Give the listing again exactly as written.

═══ DATA EXTRACTS ═══

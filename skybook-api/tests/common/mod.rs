#![allow(dead_code)]

use std::sync::Arc;

use axum::body::Body;
use axum::http::{Request, StatusCode};
use axum::Router;
use chrono::{Duration, Utc};
use http_body_util::BodyExt;
use serde_json::Value;
use tower::ServiceExt;
use uuid::Uuid;

use skybook_api::state::{AppState, AuthConfig};
use skybook_api::{app, auth};
use skybook_core::pnr::RandomPnr;
use skybook_core::user::{Role, User};
use skybook_core::{FareRules, Flight};
use skybook_store::{
    DbClient, SqliteFlightRepository, SqliteReservationRepository, SqliteUserRepository,
};

pub struct TestApp {
    pub app: Router,
    pub state: AppState,
    pub db: DbClient,
}

pub async fn spawn() -> TestApp {
    spawn_with_rules(FareRules::default()).await
}

pub async fn spawn_with_rules(fare_rules: FareRules) -> TestApp {
    let db = DbClient::in_memory().await.expect("in-memory db");
    db.migrate().await.expect("migrations");

    let state = AppState {
        flights: Arc::new(SqliteFlightRepository::new(db.pool.clone())),
        reservations: Arc::new(SqliteReservationRepository::new(db.pool.clone())),
        users: Arc::new(SqliteUserRepository::new(db.pool.clone())),
        pnr: Arc::new(RandomPnr),
        fare_rules,
        auth: AuthConfig {
            secret: "test-secret".to_string(),
            expiration: 3600,
        },
    };

    TestApp {
        app: app(state.clone()),
        state,
        db,
    }
}

impl TestApp {
    /// Seeds a flight departing `hours_from_now` hours from now.
    pub async fn seed_flight(&self, number: &str, hours_from_now: i64, price: f64) -> Uuid {
        let flight = Flight {
            id: Uuid::new_v4(),
            flight_number: number.to_string(),
            origin: "LIS".to_string(),
            destination: "AMS".to_string(),
            scheduled_departure: Utc::now() + Duration::hours(hours_from_now),
            price,
        };
        SqliteFlightRepository::new(self.db.pool.clone())
            .seed(&flight)
            .await
            .expect("seed flight");
        flight.id
    }

    /// Inserts a user directly and returns (id, bearer token).
    pub async fn create_user(&self, email: &str, password: &str, role: Role) -> (Uuid, String) {
        let user = User {
            id: Uuid::new_v4(),
            first_name: "Test".to_string(),
            last_name: "User".to_string(),
            email: email.to_string(),
            password_hash: auth::hash_password(password).expect("hash"),
            role,
            created_at: Utc::now(),
        };
        self.state.users.insert(&user).await.expect("insert user");
        let token = auth::issue_token(&self.state, &user).expect("token");
        (user.id, token)
    }

    pub async fn request(
        &self,
        method: &str,
        path: &str,
        body: Option<Value>,
        token: Option<&str>,
    ) -> (StatusCode, Value) {
        let mut builder = Request::builder().method(method).uri(path);
        if let Some(token) = token {
            builder = builder.header("Authorization", format!("Bearer {}", token));
        }

        let request = match body {
            Some(json) => builder
                .header("content-type", "application/json")
                .body(Body::from(serde_json::to_vec(&json).unwrap()))
                .unwrap(),
            None => builder.body(Body::empty()).unwrap(),
        };

        let response = self.app.clone().oneshot(request).await.expect("request");
        let status = response.status();
        let bytes = response.into_body().collect().await.unwrap().to_bytes();
        let json = serde_json::from_slice(&bytes).unwrap_or(Value::Null);
        (status, json)
    }

    pub async fn get(&self, path: &str, token: Option<&str>) -> (StatusCode, Value) {
        self.request("GET", path, None, token).await
    }

    pub async fn post(
        &self,
        path: &str,
        body: Value,
        token: Option<&str>,
    ) -> (StatusCode, Value) {
        self.request("POST", path, Some(body), token).await
    }

    pub async fn put(&self, path: &str, body: Value, token: Option<&str>) -> (StatusCode, Value) {
        self.request("PUT", path, Some(body), token).await
    }
}

/// Reservation record for direct repository insertion, bypassing the
/// handler-level checks.
pub fn reservation_on(
    flight_id: Uuid,
    seat: &str,
    pnr: &str,
) -> skybook_core::reservation::Reservation {
    use skybook_core::reservation::{Baggage, Bill, Meal, Reservation, ReservationStatus, Seat};

    let now = Utc::now();
    Reservation {
        id: Uuid::new_v4(),
        pnr: pnr.to_string(),
        flight_id,
        user_id: None,
        first_name: "Ada".to_string(),
        last_name: "Byron".to_string(),
        email: "ada@example.com".to_string(),
        passport: "P1234567".to_string(),
        seat: Seat {
            code: seat.to_string(),
            is_premium: false,
        },
        meal: Meal::default(),
        baggage: Baggage::default(),
        bill: Bill {
            base_fare: 100.0,
            total: 100.0,
        },
        status: ReservationStatus::Active,
        created_at: now,
        updated_at: now,
    }
}

/// Minimal valid booking body for the given flight.
pub fn booking_body(flight_id: Uuid, seat: &str) -> Value {
    serde_json::json!({
        "first_name": "Ada",
        "last_name": "Byron",
        "email": "ada@example.com",
        "passport": "P1234567",
        "seat": seat,
        "flight_id": flight_id,
    })
}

═══

RESULT BELOW -
filename skybook-api/tests/common/mod.rs
#![allow(dead_code)]

use std::sync::Arc;

use axum::body::Body;
use axum::http::{Request, StatusCode};
use axum::Router;
use chrono::{Duration, Utc};
use http_body_util::BodyExt;
use serde_json::Value;
use tower::ServiceExt;
use uuid::Uuid;

use skybook_api::state::{AppState, AuthConfig};
use skybook_api::{app, auth};
use skybook_core::pnr::RandomPnr;
use skybook_core::user::{Role, User};
use skybook_core::{FareRules, Flight};
use skybook_store::{
    DbClient, SqliteFlightRepository, SqliteReservationRepository, SqliteUserRepository,
};

pub struct TestApp {
    pub app: Router,
    pub state: AppState,
    pub db: DbClient,
}

pub async fn spawn() -> TestApp {
    spawn_with_rules(FareRules::default()).await
}

pub async fn spawn_with_rules(fare_rules: FareRules) -> TestApp {
    let db = DbClient::in_memory().await.expect("in-memory db");
    db.migrate().await.expect("migrations");

    let state = AppState {
        flights: Arc::new(SqliteFlightRepository::new(db.pool.clone())),
        reservations: Arc::new(SqliteReservationRepository::new(db.pool.clone())),
        users: Arc::new(SqliteUserRepository::new(db.pool.clone())),
        pnr: Arc::new(RandomPnr),
        fare_rules,
        auth: AuthConfig {
            secret: "test-secret".to_string(),
            expiration: 3600,
        },
    };

    TestApp {
        app: app(state.clone()),
        state,
        db,
    }
}

impl TestApp {
    /// Seeds a flight departing `hours_from_now` hours from now.
    pub async fn seed_flight(&self, number: &str, hours_from_now: i64, price: f64) -> Uuid {
        let flight = Flight {
            id: Uuid::new_v4(),
            flight_number: number.to_string(),
            origin: "LIS".to_string(),
            destination: "AMS".to_string(),
            scheduled_departure: Utc::now() + Duration::hours(hours_from_now),
            price,
        };
        SqliteFlightRepository::new(self.db.pool.clone())
            .seed(&flight)
            .await
            .expect("seed flight");
        flight.id
    }

    /// Inserts a user directly and returns (id, bearer token).
    pub async fn create_user(&self, email: &str, password: &str, role: Role) -> (Uuid, String) {
        let user = User {
            id: Uuid::new_v4(),
            first_name: "Test".to_string(),
            last_name: "User".to_string(),
            email: email.to_string(),
            password_hash: auth::hash_password(password).expect("hash"),
            role,
            created_at: Utc::now(),
        };
        self.state.users.insert(&user).await.expect("insert user");
        let token = auth::issue_token(&self.state, &user).expect("token");
        (user.id, token)
    }

    pub async fn request(
        &self,
        method: &str,
        path: &str,
        body: Option<Value>,
        token: Option<&str>,
    ) -> (StatusCode, Value) {
        let mut builder = Request::builder().method(method).uri(path);
        if let Some(token) = token {
            builder = builder.header("Authorization", format!("Bearer {}", token));
        }

        let request = match body {
            Some(json) => builder
                .header("content-type", "application/json")
                .body(Body::from(serde_json::to_vec(&json).unwrap()))
                .unwrap(),
            None => builder.body(Body::empty()).unwrap(),
        };

        let response = self.app.clone().oneshot(request).await.expect("request");
        let status = response.status();
        let bytes = response.into_body().collect().await.unwrap().to_bytes();
        let json = serde_json::from_slice(&bytes).unwrap_or(Value::Null);
        (status, json)
    }

    pub async fn get(&self, path: &str, token: Option<&str>) -> (StatusCode, Value) {
        self.request("GET", path, None, token).await
    }

    pub async fn post(
        &self,
        path: &str,
        body: Value,
        token: Option<&str>,
    ) -> (StatusCode, Value) {
        self.request("POST", path, Some(body), token).await
    }

    pub async fn put(&self, path: &str, body: Value, token: Option<&str>) -> (StatusCode, Value) {
        self.request("PUT", path, Some(body), token).await
    }
}

/// Reservation record for direct repository insertion, bypassing the
/// handler-level checks.
pub fn reservation_on(
    flight_id: Uuid,
    seat: &str,
    pnr: &str,
) -> skybook_core::reservation::Reservation {
    use skybook_core::reservation::{Baggage, Bill, Meal, Reservation, ReservationStatus, Seat};

    let now = Utc::now();
    Reservation {
        id: Uuid::new_v4(),
        pnr: pnr.to_string(),
        flight_id,
        user_id: None,
        first_name: "Ada".to_string(),
        last_name: "Byron".to_string(),
        email: "ada@example.com".to_string(),
        passport: "P1234567".to_string(),
        seat: Seat {
            code: seat.to_string(),
            is_premium: false,
        },
        meal: Meal::default(),
        baggage: Baggage::default(),
        bill: Bill {
            base_fare: 100.0,
            total: 100.0,
        },
        status: ReservationStatus::Active,
        created_at: now,
        updated_at: now,
    }
}

/// Minimal valid booking body for the given flight.
pub fn booking_body(flight_id: Uuid, seat: &str) -> Value {
    serde_json::json!({
        "first_name": "Ada",
        "last_name": "Byron",
        "email": "ada@example.com",
        "passport": "P1234567",
        "seat": seat,
        "flight_id": flight_id,
    })
}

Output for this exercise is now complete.